Tommy put his face in his hands and Jason turned red while Benji looked uncomfortable.

“I’ll tell you when this started,” Grandaddy Prynne said. “When niggas started coming into South Shore, all of these realtors told white folks, this shit isn’t going to be valuable, sell it and go somewhere, told the Jews, sell it and go to Skokie, go to Rogers Park, and you’d think by now Jews would know about being herded and penned into places, but they’re all selling and walking away.”

While Tommy’s grandfather had spoken, Donald Portis’s face had grown serious instead of awkward or laughing, and he said, “Well, how much are they selling their place for?”

“I don’t know, but…”

“Find out,” Donald said.

Sefra looked at him.

“We can’t stay here. We’ve been saying that a while now. Instead of complaining about white folks running away, why don’t we see what they’re running away from and if we can afford it.”





“Yawl ain’t coming?” Tommy said to Rose.

“Am I spending the night with my mama in a tight dress?” Rose asked. “No.”

“We are going to the beach,” Deborah said, “with Phyllis and her brothers.”

“Feel free to change your mind and come with us,” Rose added.

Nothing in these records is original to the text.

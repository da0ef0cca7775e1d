//! Generic create-or-remove for set-like relations between a user and an
//! object.

use serde::Serialize;
use std::fmt::Debug;
use tracing::{debug, warn};
use uuid::Uuid;

use crate::error::{ApiError, ApiResult};
use crate::server::metrics::record_toggle;
use crate::store::{Insertion, Like, LikeTarget, RelationStore, Subscription};

/// Upper bound on find/mutate rounds lost to concurrent toggles of the same pair.
pub const MAX_TOGGLE_ATTEMPTS: usize = 8;

/// A relation kind the toggle engine can flip.
pub trait Relation: 'static {
    type Object: Copy + Debug + Send + Sync;
    type Record: Clone + Debug + Serialize + Send;

    /// Relation name used in logs and metrics.
    const NAME: &'static str;

    /// Resource name reported when the object does not exist.
    fn object_name(object: &Self::Object) -> &'static str;

    fn check_pair(_subject: Uuid, _object: &Self::Object) -> ApiResult<()> {
        Ok(())
    }
}

pub struct LikeRelation;

impl Relation for LikeRelation {
    type Object = LikeTarget;
    type Record = Like;

    const NAME: &'static str = "like";

    fn object_name(object: &LikeTarget) -> &'static str {
        object.kind_name()
    }
}

pub struct SubscriptionRelation;

impl Relation for SubscriptionRelation {
    type Object = Uuid;
    type Record = Subscription;

    const NAME: &'static str = "subscription";

    fn object_name(_object: &Uuid) -> &'static str {
        "Channel"
    }

    fn check_pair(subject: Uuid, channel: &Uuid) -> ApiResult<()> {
        if subject == *channel {
            return Err(ApiError::invalid("Cannot subscribe to your own channel"));
        }
        Ok(())
    }
}

#[derive(Debug, Clone, Copy, PartialEq, Eq, Serialize)]
#[serde(rename_all = "snake_case")]
pub enum ToggleState {
    Created,
    Removed,
}

impl ToggleState {
    pub fn as_str(&self) -> &'static str {
        match self {
            ToggleState::Created => "created",
            ToggleState::Removed => "removed",
        }
    }
}

#[derive(Debug, Clone, Serialize)]
pub struct Toggled<T> {
    pub state: ToggleState,
    /// The new record when created, absent when removed.
    pub record: Option<T>,
}

/// Flips the (subject, object) pair of relation `R`.
///
/// A concurrent toggle of the same pair shows up as a duplicate insert or
/// a delete that matched nothing; either way the round is retried against
/// the new state, so every successful call performs exactly one flip.
pub fn toggle<R, S>(store: &S, subject: Uuid, object: R::Object) -> ApiResult<Toggled<R::Record>>
where
    R: Relation,
    S: RelationStore<R> + ?Sized,
{
    R::check_pair(subject, &object)?;
    if !store.relation_object_exists(subject, &object)? {
        return Err(ApiError::not_found(R::object_name(&object)));
    }

    for attempt in 1..=MAX_TOGGLE_ATTEMPTS {
        let toggled = match store.find_relation(subject, &object)? {
            Some(_) => store.delete_relation(subject, &object)?.then_some(Toggled {
                state: ToggleState::Removed,
                record: None,
            }),
            None => match store.insert_relation(subject, &object)? {
                Insertion::Inserted(record) => Some(Toggled {
                    state: ToggleState::Created,
                    record: Some(record),
                }),
                Insertion::Duplicate => None,
            },
        };

        if let Some(toggled) = toggled {
            debug!(
                "Toggled {} {:?} for {}: {}",
                R::NAME,
                object,
                subject,
                toggled.state.as_str()
            );
            record_toggle(R::NAME, toggled.state.as_str());
            return Ok(toggled);
        }
        debug!(
            "Lost {} toggle race on {:?} (attempt {})",
            R::NAME,
            object,
            attempt
        );
    }

    warn!(
        "Gave up toggling {} {:?} for {} after {} attempts",
        R::NAME,
        object,
        subject,
        MAX_TOGGLE_ATTEMPTS
    );
    Err(ApiError::Internal(anyhow::anyhow!(
        "{} toggle did not converge",
        R::NAME
    )))
}

#[cfg(test)]
mod tests {
    use super::*;
    use crate::identity::CredentialHasher;
    use crate::store::{NewUser, NewVideo, SqliteStore, UserStore, VideoStore};
    use std::sync::Arc;
    use tempfile::TempDir;

    fn create_tmp_store() -> (SqliteStore, TempDir) {
        let temp_dir = TempDir::new().unwrap();
        let store = SqliteStore::new(temp_dir.path().join("test.db")).unwrap();
        (store, temp_dir)
    }

    fn user(store: &SqliteStore, name: &str) -> Uuid {
        let new_user = NewUser {
            username: name.to_string(),
            email: format!("{}@example.com", name),
            full_name: name.to_string(),
        };
        match store
            .create_user(new_user, CredentialHasher::Argon2, "s".into(), "h".into())
            .unwrap()
        {
            Insertion::Inserted(user) => user.id,
            Insertion::Duplicate => panic!("duplicate user"),
        }
    }

    fn video(store: &SqliteStore, owner_id: Uuid) -> Uuid {
        store
            .insert_video(NewVideo {
                owner_id,
                title: "clip".to_string(),
                description: "d".to_string(),
                video_url: "/media/video/x.mp4".to_string(),
                thumbnail_url: None,
            })
            .unwrap()
            .id
    }

    #[test]
    fn toggling_twice_restores_original_state() {
        let (store, _dir) = create_tmp_store();
        let alice = user(&store, "alice");
        let target = LikeTarget::Video(video(&store, alice));

        let first = toggle::<LikeRelation, _>(&store, alice, target).unwrap();
        assert_eq!(first.state, ToggleState::Created);
        let record = first.record.unwrap();
        assert_eq!(record.target, target);
        assert_eq!(record.user_id, alice);

        let second = toggle::<LikeRelation, _>(&store, alice, target).unwrap();
        assert_eq!(second.state, ToggleState::Removed);
        assert!(second.record.is_none());
        assert!(RelationStore::<LikeRelation>::find_relation(&store, alice, &target)
            .unwrap()
            .is_none());
    }

    #[test]
    fn missing_object_is_not_found_and_writes_nothing() {
        let (store, _dir) = create_tmp_store();
        let alice = user(&store, "alice");
        let target = LikeTarget::Tweet(Uuid::new_v4());

        let err = toggle::<LikeRelation, _>(&store, alice, target).unwrap_err();
        assert!(matches!(err, ApiError::NotFound(ref m) if m == "Tweet not found"));
        assert!(RelationStore::<LikeRelation>::find_relation(&store, alice, &target)
            .unwrap()
            .is_none());

        let err = toggle::<SubscriptionRelation, _>(&store, alice, Uuid::new_v4()).unwrap_err();
        assert!(matches!(err, ApiError::NotFound(_)));
    }

    #[test]
    fn self_subscription_is_rejected() {
        let (store, _dir) = create_tmp_store();
        let alice = user(&store, "alice");
        let err = toggle::<SubscriptionRelation, _>(&store, alice, alice).unwrap_err();
        assert!(matches!(err, ApiError::InvalidArgument(_)));
    }

    #[test]
    fn subscription_toggle_round_trip() {
        let (store, _dir) = create_tmp_store();
        let alice = user(&store, "alice");
        let bob = user(&store, "bob");

        let created = toggle::<SubscriptionRelation, _>(&store, alice, bob).unwrap();
        assert_eq!(created.state, ToggleState::Created);
        assert_eq!(created.record.unwrap().channel_id, bob);

        let removed = toggle::<SubscriptionRelation, _>(&store, alice, bob).unwrap();
        assert_eq!(removed.state, ToggleState::Removed);
    }

    #[test]
    fn concurrent_toggles_never_duplicate() {
        let (store, _dir) = create_tmp_store();
        let store = Arc::new(store);
        let alice = user(&store, "alice");
        let target = LikeTarget::Video(video(&store, alice));

        let handles: Vec<_> = (0..4)
            .map(|_| {
                let store = store.clone();
                std::thread::spawn(move || {
                    let mut created = 0i32;
                    for _ in 0..2 {
                        match toggle::<LikeRelation, _>(store.as_ref(), alice, target)
                            .unwrap()
                            .state
                        {
                            ToggleState::Created => created += 1,
                            ToggleState::Removed => created -= 1,
                        }
                    }
                    created
                })
            })
            .collect();
        let net: i32 = handles.into_iter().map(|h| h.join().unwrap()).sum();

        // Eight flips in total, so the pair ends where it started.
        assert_eq!(net, 0);
        assert!(RelationStore::<LikeRelation>::find_relation(store.as_ref(), alice, &target)
            .unwrap()
            .is_none());
    }
}
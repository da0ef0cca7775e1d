use async_trait::async_trait;
use std::path::{Component, Path, PathBuf};
use tracing::{debug, warn};
use uuid::Uuid;

use super::{MediaError, MediaKind, MediaStore, MediaUpload, MEDIA_URL_PREFIX};

/// Keeps media on the local filesystem as `<root>/<kind>/<uuid>.<ext>`.
pub struct LocalMediaStore {
    root: PathBuf,
    max_bytes: usize,
}

impl LocalMediaStore {
    pub fn new<P: AsRef<Path>>(root: P, max_bytes: usize) -> Self {
        LocalMediaStore {
            root: root.as_ref().to_path_buf(),
            max_bytes,
        }
    }

    /// Maps a public URL back to a path inside the root, refusing anything
    /// that would escape it.
    fn path_for_url(&self, url: &str) -> Option<PathBuf> {
        let relative = url.strip_prefix(MEDIA_URL_PREFIX)?.trim_start_matches('/');
        let relative = Path::new(relative);
        if relative
            .components()
            .any(|c| !matches!(c, Component::Normal(_)))
        {
            return None;
        }
        Some(self.root.join(relative))
    }
}

fn extension_for(upload: &MediaUpload, sniffed: Option<&infer::Type>) -> String {
    if let Some(kind) = sniffed {
        return kind.extension().to_string();
    }
    upload
        .file_name
        .as_deref()
        .and_then(|name| Path::new(name).extension())
        .and_then(|ext| ext.to_str())
        .filter(|ext| ext.chars().all(|c| c.is_ascii_alphanumeric()))
        .map(|ext| ext.to_ascii_lowercase())
        .unwrap_or_else(|| "bin".to_string())
}

#[async_trait]
impl MediaStore for LocalMediaStore {
    async fn store(&self, kind: MediaKind, upload: MediaUpload) -> Result<String, MediaError> {
        if upload.bytes.is_empty() {
            return Err(MediaError::Empty);
        }
        if upload.bytes.len() > self.max_bytes {
            return Err(MediaError::TooLarge {
                size: upload.bytes.len(),
                max: self.max_bytes,
            });
        }

        let sniffed = infer::get(&upload.bytes);
        let extension = extension_for(&upload, sniffed.as_ref());
        let content_type = sniffed
            .map(|t| t.mime_type().to_string())
            .or_else(|| upload.content_type.clone())
            .unwrap_or_else(|| "application/octet-stream".to_string());
        if !content_type.starts_with(kind.expected_family()) {
            return Err(MediaError::WrongType {
                expected: kind.expected_family(),
                actual: content_type,
            });
        }

        let file_name = format!("{}.{}", Uuid::new_v4(), extension);
        let dir = self.root.join(kind.dir_name());
        tokio::fs::create_dir_all(&dir).await?;
        tokio::fs::write(dir.join(&file_name), &upload.bytes).await?;
        debug!(
            "Stored {} bytes of {} as {}/{}",
            upload.bytes.len(),
            content_type,
            kind.dir_name(),
            file_name
        );

        Ok(format!(
            "{}/{}/{}",
            MEDIA_URL_PREFIX,
            kind.dir_name(),
            file_name
        ))
    }

    async fn delete(&self, url: &str) -> Result<(), MediaError> {
        let Some(path) = self.path_for_url(url) else {
            warn!("Refusing to delete media outside the store: {}", url);
            return Ok(());
        };
        match tokio::fs::remove_file(&path).await {
            Ok(()) => Ok(()),
            Err(err) if err.kind() == std::io::ErrorKind::NotFound => Ok(()),
            Err(err) => Err(err.into()),
        }
    }
}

But even if Tommy did want to change his mind, he knew Jason and Ben would not. They wanted to be men of the world, to see the clubs on Rush Street. Whatever Rose thought of her mother, the boys were enthralled by Sefra Portis, and Don, in his fedoras and Cuban shirts equally excited them, and so they were ready to head out at eight, though Ben wondered if they were leaving too early.

“No,” Donald said, “because we actually have to get to the North Side.”

A short man in leather jacket with a gun showed up for Sefra, whose hair was elaborately piled. Rhinestones were in her ears, and her lips were bright red, a fur hung over her shoulders and Ben whispered, “She looks like Marilyn Monroe.”

“Well, except Black and not dead,” Tommy said.

“Boys, this is Boochie,” Sefra introduced them to the dangerous man who saluted them, and Ben thought he was the coolest person he’d ever met.

“Come on, Boochie,” Sefra winked, and hooked her arm through his.

Don drove Ben’s car and Boochie drove behind in his blue Cadillac. Ben and Jason had little sense of direction, but Tommy Prynne did, and he realized they’d turned off of Stony Island and were traveling east. After a while, Ben said, “Look at all the trees. This is nice,” and Jason said, “This is South Shore.”

This took them to Lake Shore Drive, and once there they sped north through the night. The tall, stylish apartments rose on their left, and the immense dark blue of Lake Michigan under the darker blue night lay to their right. Tommy, at last, gave way to the beauty. His loyalty was to the South Side. As far as he had been concerned until now, you never needed to go further north than Hyde Park. The Portises and the Prynnes had arrived on Stony Island together, the Portises following them from Kankakee when Godma and Goddaddy and Prynne’s grandparents were young. Before Kankakee they had lived in the Great Marsh and before that Louisiana. Moving further north was moving further from one’s roots.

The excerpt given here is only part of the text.